8mm… Ces trois caractères associés évoquent forcément un souvenir cher lecteur…

Soit celui, douloureux, d’interminables soirées rythmées par le sifflement du projecteur à visionner les vieux films de vacances sur un canapé où la moyenne d’âge est de 75 ans…

Ou le souvenir glaçant de ce film (très) noir et glauque de Joël Schumacher mettant en scène un bon Nicolas Cage – à l’époque où sa carrière en était encore une – aux prises avec une affaire de « snuff movie »…

8mm affcihe

Attardons-nous quelques instants sur la carrière de Schumacher, si tu le permets. Mais quand bien même ne le permettrais-tu pas je m’en cogne, le stylo est dans ma main ! (The pen is mine pour les admirateurs de la perfide Albion et non pas The pine is men qui se destine plutôt aux adeptes de contrepèteries franglaises…)

Joël Schumacher, décédé au mois de juin l’année dernière, fut honni par la critique française car jugé comme un cinéaste trop réactionnaire, trop vulgaire et putassier, du genre à appuyer sans trop de finesse et sans vergogne là où ça fait mal.

Je fais plutôt le pari que le temps fera son œuvre et qu’il permettra de réévaluer la qualité de la sienne à sa juste valeur. The Client (1994), A time To Kill (1996), 8MM (1999), Phone Booth (2002), Veronica Guerin (2003) ou encore The Number 23 (2007), bien que cette liste ne recèle aucun chef d’œuvre incontesté, les films cités n’en demeurent pas moins solides et estimables, intégrant parfois avec une certaine acuité une vision intéressante des maux de nos sociétés occidentales.

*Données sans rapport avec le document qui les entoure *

//! Shared error utilities used across the compilation pipeline.
//!
//! Syntax diagnostics point at the offending byte with a caret under the
//! source line that contains it. The parser recovers from those locally, so
//! only I/O failures ever reach the caller of [`crate::compile`].

use std::io;
use std::path::PathBuf;

use snafu::Snafu;

pub type CompileResult<T> = Result<T, CompileError>;

#[derive(Debug, Snafu)]
#[snafu(visibility(pub))]
pub enum CompileError {
  #[snafu(display("{line}:{column}: {message}\n{source_line}\n{marker}"))]
  Syntax {
    line: usize,
    column: usize,
    source_line: String,
    marker: String,
    message: String,
  },

  #[snafu(display("failed to read {}: {source}", path.display()))]
  ReadInput { path: PathBuf, source: io::Error },

  #[snafu(display("failed to create {}: {source}", path.display()))]
  CreateOutput { path: PathBuf, source: io::Error },

  #[snafu(display("failed to write assembly: {source}"))]
  WriteOutput { source: io::Error },

  #[snafu(display("no storage cell was declared for variable `{name}`"))]
  MissingStorage { name: String },
}

impl CompileError {
  /// Construct an error anchored at a specific byte offset in the source.
  pub fn at(source: &str, loc: usize, message: impl Into<String>) -> Self {
    let safe_loc = floor_char_boundary(source, loc.min(source.len()));
    let line_start = source[..safe_loc].rfind('\n').map_or(0, |nl| nl + 1);
    let line_end = source[safe_loc..]
      .find('\n')
      .map_or(source.len(), |nl| safe_loc + nl);
    let source_line = source[line_start..line_end].trim_end_matches('\r');
    let column = source[line_start..safe_loc].chars().count();
    let line = source[..line_start].matches('\n').count() + 1;
    Self::Syntax {
      line,
      column: column + 1,
      source_line: source_line.to_string(),
      marker: format!("{}^", " ".repeat(column)),
      message: message.into(),
    }
  }
}

fn floor_char_boundary(source: &str, mut loc: usize) -> usize {
  while !source.is_char_boundary(loc) {
    loc -= 1;
  }
  loc
}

Les plus perspicaces d’entre vous auront noté qu’il en manque un… Evidemment ! Il manque Falling Down (1993), œuvre culte du réalisateur[i] s’il en est avec les toujours excellents Robert Duvall et Michaël Douglas. Qui n’a jamais vu ce dernier demander un whamy breakfeast à 11h02 du matin dans un fast-food anonyme de Los Angeles a définitivement raté quelque chose, cinématographiquement parlant évidemment !

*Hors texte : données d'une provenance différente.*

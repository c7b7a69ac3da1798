//! Lexical analysis: a lazy cursor over the source that yields one token per
//! call.
//!
//! The tokenizer knows nothing about statements. It never fails: bytes it
//! cannot classify come back as `Unknown` tokens and the parser decides what to
//! do with them. Compound assignments are matched with one character of
//! lookahead before falling back to the single-character operators.

/// Kinds of tokens recognised by the front-end.
#[derive(Debug, Clone, Copy, PartialEq, Eq)]
pub enum TokenKind {
  /// `+`, `-`, `*` or `/`.
  Operator,
  /// `+=`, `-=`, `*=` or `/=`.
  CompoundAssign,
  /// `=`.
  Assign,
  /// `;`, `(`, `)`, `{` or `}`.
  Punctuator,
  Num,
  Ident,
  Unknown,
  Eof,
}

/// Thin wrapper for lexical information needed by later stages.
#[derive(Debug, Clone, Copy, PartialEq, Eq)]
pub struct Token {
  pub kind: TokenKind,
  pub value: Option<i64>,
  pub loc: usize,
  pub len: usize,
}

impl Token {
  pub fn new(kind: TokenKind, loc: usize, len: usize, value: Option<i64>) -> Self {
    Self {
      kind,
      value,
      loc,
      len,
    }
  }
}

/// Pull-driven tokenizer. Cloning it snapshots the cursor.
#[derive(Debug, Clone)]
pub struct Lexer<'a> {
  source: &'a str,
  pos: usize,
}

impl<'a> Lexer<'a> {
  pub fn new(source: &'a str) -> Self {
    Self { source, pos: 0 }
  }

  /// Advance past the next token and return it. Once the input is exhausted
  /// every call returns an `Eof` token anchored at the end of the source.
  pub fn next_token(&mut self) -> Token {
    let bytes = self.source.as_bytes();

    while self.pos < bytes.len() && matches!(bytes[self.pos], b' ' | b'\t' | b'\n' | b'\r')
    {
      self.pos += 1;
    }

    if self.pos >= bytes.len() {
      return Token::new(TokenKind::Eof, bytes.len(), 0, None);
    }

    let start = self.pos;
    let c = bytes[start];

    if c.is_ascii_digit() {
      let mut value: i64 = 0;
      while self.pos < bytes.len() && bytes[self.pos].is_ascii_digit() {
        // Overlong literals wrap rather than fail; the lexer has no error path.
        value = value
          .wrapping_mul(10)
          .wrapping_add(i64::from(bytes[self.pos] - b'0'));
        self.pos += 1;
      }
      return Token::new(TokenKind::Num, start, self.pos - start, Some(value));
    }

    if c.is_ascii_alphabetic() || c == b'_' {
      while self.pos < bytes.len()
        && (bytes[self.pos].is_ascii_alphanumeric() || bytes[self.pos] == b'_')
      {
        self.pos += 1;
      }
      return Token::new(TokenKind::Ident, start, self.pos - start, None);
    }

    if matches!(c, b'+' | b'-' | b'*' | b'/') {
      if bytes.get(start + 1) == Some(&b'=') {
        self.pos += 2;
        return Token::new(TokenKind::CompoundAssign, start, 2, None);
      }
      self.pos += 1;
      return Token::new(TokenKind::Operator, start, 1, None);
    }

    let kind = match c {
      b'=' => TokenKind::Assign,
      b';' | b'(' | b')' | b'{' | b'}' => TokenKind::Punctuator,
      _ => TokenKind::Unknown,
    };
    // Unknown characters span a whole code point so token text stays sliceable.
    let len = self.source[start..]
      .chars()
      .next()
      .map_or(1, char::len_utf8);
    self.pos += len;
    Token::new(kind, start, len, None)
  }
}

/// Return the slice from the source that produced this token.
pub fn token_text<'a>(token: &Token, source: &'a str) -> &'a str {
  let end = token.loc + token.len;
  &source[token.loc..end]
}

/// Human-friendly description used in diagnostics.
pub fn describe_token(token: &Token, source: &str) -> String {
  match token.kind {
    TokenKind::Eof => "EOF".to_string(),
    _ => token_text(token, source).to_string(),
  }
}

Tu l’auras compris, Schumacher n’était ni Coppola, ni Scorsese ou De Palma mais laisse tout de même des films que l’on découvre ou revoit avec plaisir (plaisirs coupables diront certains, mais ça reste du plaisir) et malgré des ratages complets, il demeurera un réalisateur à la filmographie globalement attachante.

Alors, ça fait quoi de (re)découvrir 8mm, 20 ans après ?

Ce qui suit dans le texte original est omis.